• [About this exercise]:
Each record must be printed again exactly as given.

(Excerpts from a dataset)
☆ ☆ ☆ ☆ ☆

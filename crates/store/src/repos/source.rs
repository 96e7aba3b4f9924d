//! Read side of the contract graph.

use crate::error::StoreResult;
use crate::models::{CodeRow, CompilationSourceRow, VerifiedContractClosure, VerifiedContractRow};
use async_trait::async_trait;
use std::collections::HashMap;

/// Repository for reading verified contracts and their content.
#[async_trait]
pub trait SourceRepo: Send + Sync {
    /// Get one code row by hash.
    async fn fetch_code_by_hash(&self, code_hash: &[u8]) -> StoreResult<Option<CodeRow>>;

    /// Get multiple code rows by hash in a single query.
    ///
    /// Hashes that don't exist are simply not included in the result.
    async fn fetch_codes_by_hashes(
        &self,
        code_hashes: &[Vec<u8>],
    ) -> StoreResult<HashMap<Vec<u8>, CodeRow>>;

    /// Get source contents by hash in a single query.
    async fn fetch_sources_by_hashes(
        &self,
        source_hashes: &[Vec<u8>],
    ) -> StoreResult<HashMap<Vec<u8>, String>>;

    /// Get the source files of a compilation, ordered by path.
    async fn fetch_compilation_sources(
        &self,
        compilation_id: uuid::Uuid,
    ) -> StoreResult<Vec<CompilationSourceRow>>;

    /// Get deployment, contract and compilation of a verified contract in one
    /// round trip.
    async fn fetch_closure(
        &self,
        verified_contract_id: i64,
    ) -> StoreResult<Option<VerifiedContractClosure>>;

    /// Get up to `limit` verified contracts with `id >= cursor`, ascending.
    ///
    /// Only rows whose deployment has a transaction hash and whose
    /// `created_by` is one of `created_by` are returned.
    async fn fetch_verified_batch(
        &self,
        cursor: i64,
        limit: u32,
        created_by: &[String],
    ) -> StoreResult<Vec<VerifiedContractRow>>;

    /// Get the newest verified contract deployed at (chain, address) whose
    /// `created_by` is one of `created_by`.
    async fn find_verified_contract_id(
        &self,
        chain_id: i64,
        address: &[u8],
        created_by: &[String],
    ) -> StoreResult<Option<i64>>;

    /// Count verified contracts.
    async fn count_verified_contracts(&self) -> StoreResult<i64>;
}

☆ ☆ ☆ ☆ ☆

• [Finished exercise]:
filename crates/store/src/repos/source.rs
repository 96e7aba3b4f9924d
//! Read side of the contract graph.

use crate::error::StoreResult;
use crate::models::{CodeRow, CompilationSourceRow, VerifiedContractClosure, VerifiedContractRow};
use async_trait::async_trait;
use std::collections::HashMap;

/// Repository for reading verified contracts and their content.
#[async_trait]
pub trait SourceRepo: Send + Sync {
    /// Get one code row by hash.
    async fn fetch_code_by_hash(&self, code_hash: &[u8]) -> StoreResult<Option<CodeRow>>;

    /// Get multiple code rows by hash in a single query.
    ///
    /// Hashes that don't exist are simply not included in the result.
    async fn fetch_codes_by_hashes(
        &self,
        code_hashes: &[Vec<u8>],
    ) -> StoreResult<HashMap<Vec<u8>, CodeRow>>;

    /// Get source contents by hash in a single query.
    async fn fetch_sources_by_hashes(
        &self,
        source_hashes: &[Vec<u8>],
    ) -> StoreResult<HashMap<Vec<u8>, String>>;

    /// Get the source files of a compilation, ordered by path.
    async fn fetch_compilation_sources(
        &self,
        compilation_id: uuid::Uuid,
    ) -> StoreResult<Vec<CompilationSourceRow>>;

    /// Get deployment, contract and compilation of a verified contract in one
    /// round trip.
    async fn fetch_closure(
        &self,
        verified_contract_id: i64,
    ) -> StoreResult<Option<VerifiedContractClosure>>;

    /// Get up to `limit` verified contracts with `id >= cursor`, ascending.
    ///
    /// Only rows whose deployment has a transaction hash and whose
    /// `created_by` is one of `created_by` are returned.
    async fn fetch_verified_batch(
        &self,
        cursor: i64,
        limit: u32,
        created_by: &[String],
    ) -> StoreResult<Vec<VerifiedContractRow>>;

    /// Get the newest verified contract deployed at (chain, address) whose
    /// `created_by` is one of `created_by`.
    async fn find_verified_contract_id(
        &self,
        chain_id: i64,
        address: &[u8],
        created_by: &[String],
    ) -> StoreResult<Option<i64>>;

    /// Count verified contracts.
    async fn count_verified_contracts(&self) -> StoreResult<i64>;
}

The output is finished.